From @ToddBrock24f7: At his current rate, Cooks will max out at around 50 catches and 700 yards. He’s making an impact when the ball is thrown to him, though.

Brandin Cooks was supposed to be the key to fully unlocking a Cowboys passing attack in 2023.

And while quarterback Dak Prescott is having a year worthy of legitimate MVP talk, and fellow receiver CeeDee Lamb has already set personal bests and is within reach of single-season franchise records, the veteran has not seen the same kind of statistical success.

Even with two games to go, Cooks is on track for one of his worst seasons in terms of targets, receptions, and yards. He’s racked up 1,000-yard receiving seasons for four previous teams, but in his first year as a Cowboy, Cooks will be hard-pressed to crack 700. And after notching four previous campaigns of 80 or more catches, his current pace may not get him to 50.

And yet, the 30-year-old has come through in the clutch more often than not. He ranks second on the team in receiving touchdowns- six- and is a constant scoring threat, as he showed last Sunday with a brilliant go-ahead end zone grab in the fourth quarter in Miami.

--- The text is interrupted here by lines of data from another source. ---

//! PostgreSQL-backed `RequestLogRepository` implementation using Diesel ORM.

use async_trait::async_trait;
use diesel_async::RunQueryDsl;

use crate::domain::RequestLogEntry;
use crate::domain::ports::{RequestLogRepository, RequestLogRepositoryError};

use super::diesel_error_mapping::{DieselFailure, classify_diesel_error, map_pool_error};
use super::models::NewRequestLogRow;
use super::pool::DbPool;
use super::schema::request_logs;

/// Appends one row per exchange to `request_logs`.
#[derive(Clone)]
pub struct DieselRequestLogRepository {
    pool: DbPool,
}

impl DieselRequestLogRepository {
    pub fn new(pool: DbPool) -> Self {
        Self { pool }
    }
}

fn map_diesel_error(error: diesel::result::Error) -> RequestLogRepositoryError {
    match classify_diesel_error(error) {
        DieselFailure::Connection(message) => RequestLogRepositoryError::connection(message),
        DieselFailure::Rejected(failure) => RequestLogRepositoryError::query(failure.to_string()),
        DieselFailure::Query(message) => RequestLogRepositoryError::query(message),
    }
}

#[async_trait]
impl RequestLogRepository for DieselRequestLogRepository {
    async fn save(&self, entry: &RequestLogEntry) -> Result<(), RequestLogRepositoryError> {
        let mut conn = self
            .pool
            .get()
            .await
            .map_err(|e| map_pool_error(e, RequestLogRepositoryError::connection))?;

        diesel::insert_into(request_logs::table)
            .values(&NewRequestLogRow::from(entry))
            .execute(&mut conn)
            .await
            .map(|_| ())
            .map_err(map_diesel_error)
    }
}
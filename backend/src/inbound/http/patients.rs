//! Patient record handlers.
//!
//! ```text
//! GET  /api/patients
//! GET  /api/patients/{id}
//! POST /api/patients {"medicalRecordNumber":"MRN000001", ...}
//! ```

use actix_web::{get, post, web};
use tracing::info;
use uuid::Uuid;

use crate::domain::patient::{Patient, PatientDraft};
use crate::domain::{ApiResponse, Error};
use crate::inbound::http::ApiResult;
use crate::inbound::http::state::HttpState;

/// List every patient.
#[get("/patients")]
pub async fn list_patients(state: web::Data<HttpState>) -> ApiResult<ApiResponse<Vec<Patient>>> {
    let patients = state.patients.list().await?;
    Ok(ApiResponse::ok(patients, None))
}

/// Fetch one patient by identifier.
#[get("/patients/{id}")]
pub async fn get_patient(
    state: web::Data<HttpState>,
    path: web::Path<Uuid>,
) -> ApiResult<ApiResponse<Patient>> {
    let id = path.into_inner();
    state
        .patients
        .find(id)
        .await?
        .map(|patient| ApiResponse::ok(patient, None))
        .ok_or_else(|| Error::not_found(format!("Patient {id} not found.")))
}

/// Validate and store a new patient.
#[post("/patients")]
pub async fn create_patient(
    state: web::Data<HttpState>,
    payload: web::Json<PatientDraft>,
) -> ApiResult<ApiResponse<Patient>> {
    let today = state.clock.utc().date_naive();
    let new_patient = payload.into_inner().validate(today)?;
    let patient = state.patients.create(new_patient).await?;
    info!(patient_id = %patient.id, "patient created");
    let location = format!("/api/patients/{}", patient.id);
    Ok(ApiResponse::created(patient, location, None))
}
//! Shared HTTP adapter state.
//!
//! HTTP handlers accept this state via `actix_web::web::Data` so they only
//! depend on domain ports and remain testable without I/O.

use std::sync::Arc;

use mockable::{Clock, DefaultClock};

use crate::domain::ports::{FixturePatientRepository, PatientRepository};

/// Dependency bundle for HTTP handlers.
#[derive(Clone)]
pub struct HttpState {
    pub patients: Arc<dyn PatientRepository>,
    pub clock: Arc<dyn Clock>,
}

impl HttpState {
    /// State backed by `patients` and the system clock.
    pub fn new(patients: Arc<dyn PatientRepository>) -> Self {
        Self {
            patients,
            clock: Arc::new(DefaultClock),
        }
    }

    /// Replace the clock used for date validation.
    #[must_use]
    pub fn with_clock(mut self, clock: Arc<dyn Clock>) -> Self {
        self.clock = clock;
        self
    }
}

impl Default for HttpState {
    fn default() -> Self {
        Self::new(Arc::new(FixturePatientRepository::default()))
    }
}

“You practice it so much, right?” Cooks said afterward of the throw and catch. “You trust one another. Dak was doing his thing, and then trusted me on that throw. And I just wanted to be able to be there and make a play for my team.”

By and large, Cooks has done that all season long. Pro Football Reference tracks something called “Receiving Success Rate,” which defines a successful catch as one which gains at least 40% of the yards required on first down, 60% of the yards required on second down, and converts third and fourth downs.

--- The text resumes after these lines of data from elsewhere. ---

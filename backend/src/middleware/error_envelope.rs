//! Exception classifier at the edge of the pipeline.
//!
//! Any error produced downstream, whether returned by a handler or raised by
//! an extractor, reaches this middleware as an errored response and is
//! classified exactly once here. The response is replaced with the failure
//! envelope and an [`ErrorReport`] is attached to its extensions for the
//! request log.

use std::sync::Arc;
use std::task::{Context, Poll};

use actix_web::body::{EitherBody, MessageBody};
use actix_web::dev::{Service, ServiceRequest, ServiceResponse, Transform};
use actix_web::http::StatusCode;
use actix_web::HttpResponse;
use futures_util::future::{LocalBoxFuture, Ready, ready};
use tracing::error;

use crate::domain::{DeploymentMode, Error, ErrorReport, ExceptionClassifier};
use crate::inbound::http::envelope::render;

/// Middleware rendering every downstream error as a failure envelope.
///
/// # Examples
/// ```
/// use actix_web::App;
/// use clinic_api::domain::DeploymentMode;
/// use clinic_api::middleware::ErrorEnvelope;
///
/// let _app = App::new().wrap(ErrorEnvelope::new(DeploymentMode::Production));
/// ```
#[derive(Clone, Debug)]
pub struct ErrorEnvelope {
    classifier: Arc<ExceptionClassifier>,
}

impl ErrorEnvelope {
    /// Classify with the PostgreSQL engine mapping in `mode`.
    pub fn new(mode: DeploymentMode) -> Self {
        Self::with_classifier(ExceptionClassifier::new(mode))
    }

    /// Classify with a preconfigured classifier.
    pub fn with_classifier(classifier: ExceptionClassifier) -> Self {
        Self {
            classifier: Arc::new(classifier),
        }
    }
}

impl<S, B> Transform<S, ServiceRequest> for ErrorEnvelope
where
    S: Service<ServiceRequest, Response = ServiceResponse<B>, Error = actix_web::Error> + 'static,
    S::Future: 'static,
    B: MessageBody + 'static,
{
    type Response = ServiceResponse<EitherBody<B>>;
    type Error = actix_web::Error;
    type InitError = ();
    type Transform = ErrorEnvelopeMiddleware<S>;
    type Future = Ready<Result<Self::Transform, Self::InitError>>;

    fn new_transform(&self, service: S) -> Self::Future {
        ready(Ok(ErrorEnvelopeMiddleware {
            service,
            classifier: Arc::clone(&self.classifier),
        }))
    }
}

/// Service wrapper produced by [`ErrorEnvelope`].
pub struct ErrorEnvelopeMiddleware<S> {
    service: S,
    classifier: Arc<ExceptionClassifier>,
}

impl<S, B> Service<ServiceRequest> for ErrorEnvelopeMiddleware<S>
where
    S: Service<ServiceRequest, Response = ServiceResponse<B>, Error = actix_web::Error> + 'static,
    S::Future: 'static,
    B: MessageBody + 'static,
{
    type Response = ServiceResponse<EitherBody<B>>;
    type Error = actix_web::Error;
    type Future = LocalBoxFuture<'static, Result<Self::Response, Self::Error>>;

    fn poll_ready(&self, cx: &mut Context<'_>) -> Poll<Result<(), Self::Error>> {
        self.service.poll_ready(cx)
    }

    fn call(&self, req: ServiceRequest) -> Self::Future {
        let classifier = Arc::clone(&self.classifier);
        let fut = self.service.call(req);
        Box::pin(async move {
            let res = match fut.await {
                Ok(res) => res,
                Err(err) => {
                    // No request is left to build a response from; the
                    // server renders this error itself.
                    error!(error = %err, "inner service failed without a response");
                    return Err(err);
                }
            };
            let Some(response) = res
                .response()
                .error()
                .map(|err| with_domain_error(err, |error| respond(&classifier, error)))
            else {
                return Ok(res.map_into_left_body());
            };
            let (request, _) = res.into_parts();
            Ok(ServiceResponse::new(request, response).map_into_right_body())
        })
    }
}

/// Run `f` against the domain error behind `err`, promoting foreign errors
/// by their HTTP status.
fn with_domain_error<R>(err: &actix_web::Error, f: impl FnOnce(&Error) -> R) -> R {
    match err.as_error::<Error>() {
        Some(domain) => f(domain),
        None => f(&promote(err)),
    }
}

/// Map an error raised outside the domain onto the taxonomy.
pub(crate) fn promote(err: &actix_web::Error) -> Error {
    let message = err.to_string();
    match err.as_response_error().status_code() {
        StatusCode::BAD_REQUEST => Error::invalid_argument(message),
        StatusCode::UNAUTHORIZED => Error::unauthenticated(message),
        StatusCode::FORBIDDEN => Error::access_denied(message),
        StatusCode::NOT_FOUND => Error::not_found(message),
        _ => Error::unclassified(message),
    }
}

fn respond(classifier: &ExceptionClassifier, error: &Error) -> HttpResponse {
    let envelope = classifier.classify(error);
    error!(
        error_type = %error.type_name(),
        error = %error,
        trace = %error.trace(),
        status = envelope.status(),
        correlation_id = %envelope.correlation_id(),
        "unhandled error"
    );
    let mut response = render(&envelope);
    response
        .extensions_mut()
        .insert(ErrorReport::from_error(error));
    response
}

#[cfg(test)]
mod tests {
    //! Classification at the HTTP edge.
    use super::*;
    use crate::domain::{
        CORRELATION_ID_HEADER, FieldViolation, GENERIC_ERROR_MESSAGE, StorageFailure,
    };
    use actix_web::{App, HttpResponse, test as actix_test, web};
    use rstest::rstest;
    use serde_json::Value;

    async fn call_with(
        mode: DeploymentMode,
        handler_error: fn() -> Error,
    ) -> ServiceResponse<EitherBody<actix_web::body::BoxBody>> {
        let app = actix_test::init_service(App::new().wrap(ErrorEnvelope::new(mode)).route(
            "/",
            web::get().to(move || async move { Err::<HttpResponse, Error>(handler_error()) }),
        ))
        .await;
        let req = actix_test::TestRequest::get().uri("/").to_request();
        actix_test::call_service(&app, req).await
    }

    #[actix_web::test]
    async fn validation_errors_become_422_envelopes() {
        let res = call_with(DeploymentMode::Production, || {
            Error::Validation(vec![FieldViolation::new(
                "MedicalRecordNumber",
                "Pattern",
                "MedicalRecordNumber must match pattern MRN000001.",
            )])
        })
        .await;
        assert_eq!(res.status(), StatusCode::UNPROCESSABLE_ENTITY);
        let body: Value = actix_test::read_body_json(res).await;
        assert_eq!(body["success"], false);
        assert_eq!(body["message"], "Validation failed.");
        assert_eq!(body["errors"][0]["target"], "MedicalRecordNumber");
        assert!(body["data"].is_null());
    }

    #[actix_web::test]
    async fn duplicate_keys_target_the_column() {
        let res = call_with(DeploymentMode::Production, || {
            Error::Storage(StorageFailure {
                detail: Some("Key (email)=(a@b.c) already exists.".to_owned()),
                ..StorageFailure::new("23505", "duplicate key value")
            })
        })
        .await;
        assert_eq!(res.status(), StatusCode::UNPROCESSABLE_ENTITY);
        let body: Value = actix_test::read_body_json(res).await;
        assert_eq!(body["errors"][0]["code"], "Duplicate");
        assert_eq!(body["errors"][0]["target"], "Email");
    }

    #[rstest]
    #[case(DeploymentMode::Production, false)]
    #[case(DeploymentMode::Development, true)]
    #[actix_web::test]
    async fn unclassified_detail_depends_on_mode(
        #[case] mode: DeploymentMode,
        #[case] exposes: bool,
    ) {
        let res = call_with(mode, || Error::unclassified("disk on fire")).await;
        assert_eq!(res.status(), StatusCode::INTERNAL_SERVER_ERROR);
        let report = res
            .response()
            .extensions()
            .get::<ErrorReport>()
            .cloned()
            .expect("error report attached");
        assert_eq!(report.message, "disk on fire");
        let body: Value = actix_test::read_body_json(res).await;
        if exposes {
            assert_eq!(body["message"], "disk on fire");
            assert_eq!(body["errors"][0]["code"], "Exception");
        } else {
            assert_eq!(body["message"], GENERIC_ERROR_MESSAGE);
            assert!(body["errors"].is_null());
        }
    }

    #[actix_web::test]
    async fn extractor_failures_are_promoted_by_status() {
        let app = actix_test::init_service(
            App::new()
                .wrap(ErrorEnvelope::new(DeploymentMode::Production))
                .route(
                    "/{id}",
                    web::get().to(|id: web::Path<u32>| async move {
                        HttpResponse::Ok().body(id.to_string())
                    }),
                ),
        )
        .await;
        let req = actix_test::TestRequest::get().uri("/abc").to_request();
        let res = actix_test::call_service(&app, req).await;
        assert_eq!(res.status(), StatusCode::NOT_FOUND);
        let body: Value = actix_test::read_body_json(res).await;
        assert_eq!(body["status"], 404);
        assert_eq!(body["success"], false);
    }

    #[actix_web::test]
    async fn successful_responses_pass_through() {
        let app = actix_test::init_service(
            App::new()
                .wrap(ErrorEnvelope::new(DeploymentMode::Production))
                .route("/", web::get().to(|| async { HttpResponse::Ok().body("ok") })),
        )
        .await;
        let req = actix_test::TestRequest::get().uri("/").to_request();
        let res = actix_test::call_service(&app, req).await;
        assert_eq!(res.status(), StatusCode::OK);
        assert!(res.response().extensions().get::<ErrorReport>().is_none());
        assert_eq!(actix_test::read_body(res).await, web::Bytes::from_static(b"ok"));
    }

    #[actix_web::test]
    async fn envelope_echoes_correlation_header() {
        let res = call_with(DeploymentMode::Production, || Error::not_found("gone")).await;
        let header = res
            .headers()
            .get(CORRELATION_ID_HEADER)
            .and_then(|v| v.to_str().ok())
            .expect("correlation header")
            .to_owned();
        let body: Value = actix_test::read_body_json(res).await;
        assert_eq!(body["correlationId"], header);
    }

    #[rstest]
    fn promotes_foreign_errors_by_status() {
        let err: actix_web::Error = actix_web::error::ErrorForbidden("nope");
        assert_eq!(promote(&err).kind(), "AccessDenied");
        let err: actix_web::Error = actix_web::error::ErrorConflict("clash");
        assert_eq!(promote(&err).kind(), "Unclassified");
    }

    #[actix_web::test]
    async fn inner_service_errors_pass_through_untouched() {
        use actix_web::dev::{ServiceFactory, fn_service};

        let inner = fn_service(|_req: ServiceRequest| async {
            Err::<ServiceResponse, actix_web::Error>(actix_web::error::ErrorConflict("clash"))
        })
        .new_service(())
        .await
        .expect("inner service");
        let middleware = ErrorEnvelope::new(DeploymentMode::Production)
            .new_transform(inner)
            .await
            .expect("middleware");

        let outcome = middleware
            .call(actix_test::TestRequest::get().uri("/").to_srv_request())
            .await;
        let Err(err) = outcome else {
            panic!("expected the inner error to propagate");
        };
        assert_eq!(err.as_response_error().status_code(), StatusCode::CONFLICT);
    }
}
//! Domain primitives, the response envelope and the error classifier.
//!
//! Purpose: keep everything that decides *what* a response or log row looks
//! like free of HTTP and database types, so the middleware and adapters only
//! gather facts and hand them over.
//!
//! Public surface:
//! - `CorrelationId`, `RequestId`: per-request identifiers.
//! - `ApiResponse`, `ErrorDetail`: the response envelope.
//! - `Error`: the error taxonomy every handler returns.
//! - `ExceptionClassifier`: maps an `Error` to a failure envelope.
//! - `RequestLogEntry`: one bounded, redacted log row per request.

pub mod classifier;
pub mod correlation_id;
pub mod deployment;
pub mod envelope;
pub mod error;
pub mod patient;
pub mod ports;
pub mod request_log;

pub use self::classifier::{
    EXCEPTION_CODE, EngineErrorClassifier, ExceptionClassifier, FailureEnvelope,
    GENERIC_ERROR_MESSAGE, PostgresErrorClassifier, sqlstate,
};
pub use self::correlation_id::{CORRELATION_ID_HEADER, CorrelationId, REQUEST_ID_HEADER, RequestId};
pub use self::deployment::{DeploymentMode, UnknownDeploymentMode};
pub use self::envelope::{ApiResponse, ErrorDetail, VALIDATION_FAILED_MESSAGE};
pub use self::error::{Error, FieldViolation, StorageFailure};
pub use self::request_log::{ErrorReport, IdentityClaims, RequestLogEntry};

Using that metric, Cooks has a 58.5% success rate. That’s less than three percentage points off his career best and currently within the league’s top 30. It’s higher than Puka Nacua, Sam LaPorta, A.J. Brown, Mike Evans, Christian McCaffrey, DeVonta Smith, DK Metcalf, Stefon Diggs, Deebo Samuel, and Amari Cooper- some of the most reliable chain-movers in today’s NFL.

None of this is to say that Cooks should be stealing targets from Lamb. Lamb is unequivocally having a monster season, and he just happens to rank 16th among all qualified players in Receiving Success Rate.

Cooks is, however, doing exactly what was hired to do when the ball is thrown to him. It could be argued the ball should be thrown to him more. He’s too good- still- to become the offense’s forgotten man.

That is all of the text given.